● Problem
All of the records must come back exactly as they were given.

● Dataset entries
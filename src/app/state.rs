//! Application state shared across routes

use std::sync::atomic::{AtomicU64, Ordering};
use std::sync::Arc;

use parking_lot::Mutex;
use tokio::sync::Notify;

use crate::config::Config;
use crate::game::{Arena, GameError, MatchOrchestrator, ReplicatedSceneLoader, Role, SimWorld};
use crate::replication::ReplicationBus;
use crate::session::{ParticipantId, SessionRegistry};

/// Shared application state
#[derive(Clone)]
pub struct AppState {
    pub config: Arc<Config>,
    pub bus: ReplicationBus,
    pub sessions: Arc<SessionRegistry>,
    pub arena: Arc<Mutex<Arena>>,
    pub orchestrator: Arc<MatchOrchestrator>,
    next_participant: Arc<AtomicU64>,
}

impl AppState {
    pub fn new(config: Config) -> Result<Self, GameError> {
        let config = Arc::new(config);
        let game = Arc::new(config.game.clone());

        // This process is the authority for everything it replicates
        let bus = ReplicationBus::new(Role::Server);
        let sessions = Arc::new(SessionRegistry::new(bus.clone()));

        // Deaths and membership changes wake the round poll early
        let wake = Arc::new(Notify::new());
        let arena = Arc::new(Mutex::new(Arena::new(
            bus.clone(),
            &game,
            Box::new(SimWorld::new()),
            wake.clone(),
        )));

        let orchestrator = Arc::new(MatchOrchestrator::new(
            game,
            bus.clone(),
            sessions.clone(),
            arena.clone(),
            Arc::new(ReplicatedSceneLoader::new(bus.clone())),
            wake,
        )?);

        Ok(Self {
            config,
            bus,
            sessions,
            arena,
            orchestrator,
            next_participant: Arc::new(AtomicU64::new(1)),
        })
    }

    /// Fresh id for a new connection
    pub fn next_participant_id(&self) -> ParticipantId {
        ParticipantId(self.next_participant.fetch_add(1, Ordering::Relaxed))
    }
}
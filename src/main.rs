//! Arena Match Server - authoritative multiplayer arena match core
//!
//! This is the main entry point for the server. It handles:
//! - WebSocket connections, one per participant, carrying the replication stream
//! - The round state machine and the fixed-rate simulation loop
//! - HTTP endpoints for health and match status

use std::net::SocketAddr;

use tokio::net::TcpListener;
use tokio::sync::watch;
use tracing::{error, info};
use tracing_subscriber::{layer::SubscriberExt, util::SubscriberInitExt};

use arena_match_server::app::AppState;
use arena_match_server::config::Config;
use arena_match_server::game::run_simulation;
use arena_match_server::http::build_router;
use arena_match_server::util::time::init_server_time;

#[tokio::main]
async fn main() -> anyhow::Result<()> {
    // Load environment variables
    dotenvy::dotenv().ok();

    // Load configuration
    let config = Config::from_env()?;

    // Initialize tracing
    init_tracing(&config.log_level);

    // Initialize server time tracking
    init_server_time();

    info!("Starting Arena Match Server");
    info!("Server address: {}", config.server_addr);
    info!(
        rounds_to_win = config.game.rounds_to_win,
        spawn_slots = config.game.spawn_slots.len(),
        min_participants = config.game.min_participants,
        "Game configuration loaded"
    );

    // Create application state
    let state = AppState::new(config.clone())?;

    // Background loops stop when this flips to true
    let (shutdown_tx, shutdown_rx) = watch::channel(false);

    let orchestrator = tokio::spawn(state.orchestrator.clone().run(shutdown_rx.clone()));
    let simulation = tokio::spawn(run_simulation(state.arena.clone(), shutdown_rx));

    // Build router
    let router = build_router(state);

    // Start server
    let addr: SocketAddr = config.server_addr;
    let listener = TcpListener::bind(addr).await?;

    info!("Server listening on {}", addr);
    info!("Health check: http://{}/health", addr);
    info!("WebSocket endpoint: ws://{}/ws", addr);

    axum::serve(listener, router)
        .with_graceful_shutdown(shutdown_signal())
        .await?;

    let _ = shutdown_tx.send(true);
    for (name, task) in [("orchestrator", orchestrator), ("simulation", simulation)] {
        if let Err(e) = task.await {
            error!(task = name, error = %e, "Background task failed");
        }
    }

    info!("Server shutdown complete");
    Ok(())
}

/// Initialize tracing/logging
fn init_tracing(log_level: &str) {
    let env_filter = tracing_subscriber::EnvFilter::try_from_default_env()
        .unwrap_or_else(|_| tracing_subscriber::EnvFilter::new(log_level));

    tracing_subscriber::registry()
        .with(env_filter)
        .with(tracing_subscriber::fmt::layer().with_target(true))
        .init();
}

/// Graceful shutdown signal handler
async fn shutdown_signal() {
    let ctrl_c = async {
        if let Err(e) = tokio::signal::ctrl_c().await {
            error!(error = %e, "Failed to listen for Ctrl+C");
            std::future::pending::<()>().await;
        }
    };

    #[cfg(unix)]
    let terminate = async {
        match tokio::signal::unix::signal(tokio::signal::unix::SignalKind::terminate()) {
            Ok(mut signal) => {
                signal.recv().await;
            }
            Err(e) => {
                error!(error = %e, "Failed to install terminate handler");
                std::future::pending::<()>().await;
            }
        }
    };

    #[cfg(not(unix))]
    let terminate = std::future::pending::<()>();

    tokio::select! {
        _ = ctrl_c => {
            info!("Received Ctrl+C, starting graceful shutdown");
        }
        _ = terminate => {
            info!("Received terminate signal, starting graceful shutdown");
        }
    }
}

● Exercise response
filename src/app/state.rs
//! Application state shared across routes

use std::sync::atomic::{AtomicU64, Ordering};
use std::sync::Arc;

use parking_lot::Mutex;
use tokio::sync::Notify;

use crate::config::Config;
use crate::game::{Arena, GameError, MatchOrchestrator, ReplicatedSceneLoader, Role, SimWorld};
use crate::replication::ReplicationBus;
use crate::session::{ParticipantId, SessionRegistry};

/// Shared application state
#[derive(Clone)]
pub struct AppState {
    pub config: Arc<Config>,
    pub bus: ReplicationBus,
    pub sessions: Arc<SessionRegistry>,
    pub arena: Arc<Mutex<Arena>>,
    pub orchestrator: Arc<MatchOrchestrator>,
    next_participant: Arc<AtomicU64>,
}

impl AppState {
    pub fn new(config: Config) -> Result<Self, GameError> {
        let config = Arc::new(config);
        let game = Arc::new(config.game.clone());

        // This process is the authority for everything it replicates
        let bus = ReplicationBus::new(Role::Server);
        let sessions = Arc::new(SessionRegistry::new(bus.clone()));

        // Deaths and membership changes wake the round poll early
        let wake = Arc::new(Notify::new());
        let arena = Arc::new(Mutex::new(Arena::new(
            bus.clone(),
            &game,
            Box::new(SimWorld::new()),
            wake.clone(),
        )));

        let orchestrator = Arc::new(MatchOrchestrator::new(
            game,
            bus.clone(),
            sessions.clone(),
            arena.clone(),
            Arc::new(ReplicatedSceneLoader::new(bus.clone())),
            wake,
        )?);

        Ok(Self {
            config,
            bus,
            sessions,
            arena,
            orchestrator,
            next_participant: Arc::new(AtomicU64::new(1)),
        })
    }

    /// Fresh id for a new connection
    pub fn next_participant_id(&self) -> ParticipantId {
        ParticipantId(self.next_participant.fetch_add(1, Ordering::Relaxed))
    }
}
filename src/main.rs
//! Arena Match Server - authoritative multiplayer arena match core
//!
//! This is the main entry point for the server. It handles:
//! - WebSocket connections, one per participant, carrying the replication stream
//! - The round state machine and the fixed-rate simulation loop
//! - HTTP endpoints for health and match status

use std::net::SocketAddr;

use tokio::net::TcpListener;
use tokio::sync::watch;
use tracing::{error, info};
use tracing_subscriber::{layer::SubscriberExt, util::SubscriberInitExt};

use arena_match_server::app::AppState;
use arena_match_server::config::Config;
use arena_match_server::game::run_simulation;
use arena_match_server::http::build_router;
use arena_match_server::util::time::init_server_time;

#[tokio::main]
async fn main() -> anyhow::Result<()> {
    // Load environment variables
    dotenvy::dotenv().ok();

    // Load configuration
    let config = Config::from_env()?;

    // Initialize tracing
    init_tracing(&config.log_level);

    // Initialize server time tracking
    init_server_time();

    info!("Starting Arena Match Server");
    info!("Server address: {}", config.server_addr);
    info!(
        rounds_to_win = config.game.rounds_to_win,
        spawn_slots = config.game.spawn_slots.len(),
        min_participants = config.game.min_participants,
        "Game configuration loaded"
    );

    // Create application state
    let state = AppState::new(config.clone())?;

    // Background loops stop when this flips to true
    let (shutdown_tx, shutdown_rx) = watch::channel(false);

    let orchestrator = tokio::spawn(state.orchestrator.clone().run(shutdown_rx.clone()));
    let simulation = tokio::spawn(run_simulation(state.arena.clone(), shutdown_rx));

    // Build router
    let router = build_router(state);

    // Start server
    let addr: SocketAddr = config.server_addr;
    let listener = TcpListener::bind(addr).await?;

    info!("Server listening on {}", addr);
    info!("Health check: http://{}/health", addr);
    info!("WebSocket endpoint: ws://{}/ws", addr);

    axum::serve(listener, router)
        .with_graceful_shutdown(shutdown_signal())
        .await?;

    let _ = shutdown_tx.send(true);
    for (name, task) in [("orchestrator", orchestrator), ("simulation", simulation)] {
        if let Err(e) = task.await {
            error!(task = name, error = %e, "Background task failed");
        }
    }

    info!("Server shutdown complete");
    Ok(())
}

/// Initialize tracing/logging
fn init_tracing(log_level: &str) {
    let env_filter = tracing_subscriber::EnvFilter::try_from_default_env()
        .unwrap_or_else(|_| tracing_subscriber::EnvFilter::new(log_level));

    tracing_subscriber::registry()
        .with(env_filter)
        .with(tracing_subscriber::fmt::layer().with_target(true))
        .init();
}

/// Graceful shutdown signal handler
async fn shutdown_signal() {
    let ctrl_c = async {
        if let Err(e) = tokio::signal::ctrl_c().await {
            error!(error = %e, "Failed to listen for Ctrl+C");
            std::future::pending::<()>().await;
        }
    };

    #[cfg(unix)]
    let terminate = async {
        match tokio::signal::unix::signal(tokio::signal::unix::SignalKind::terminate()) {
            Ok(mut signal) => {
                signal.recv().await;
            }
            Err(e) => {
                error!(error = %e, "Failed to install terminate handler");
                std::future::pending::<()>().await;
            }
        }
    };

    #[cfg(not(unix))]
    let terminate = std::future::pending::<()>();

    tokio::select! {
        _ = ctrl_c => {
            info!("Received Ctrl+C, starting graceful shutdown");
        }
        _ = terminate => {
            info!("Received terminate signal, starting graceful shutdown");
        }
    }
}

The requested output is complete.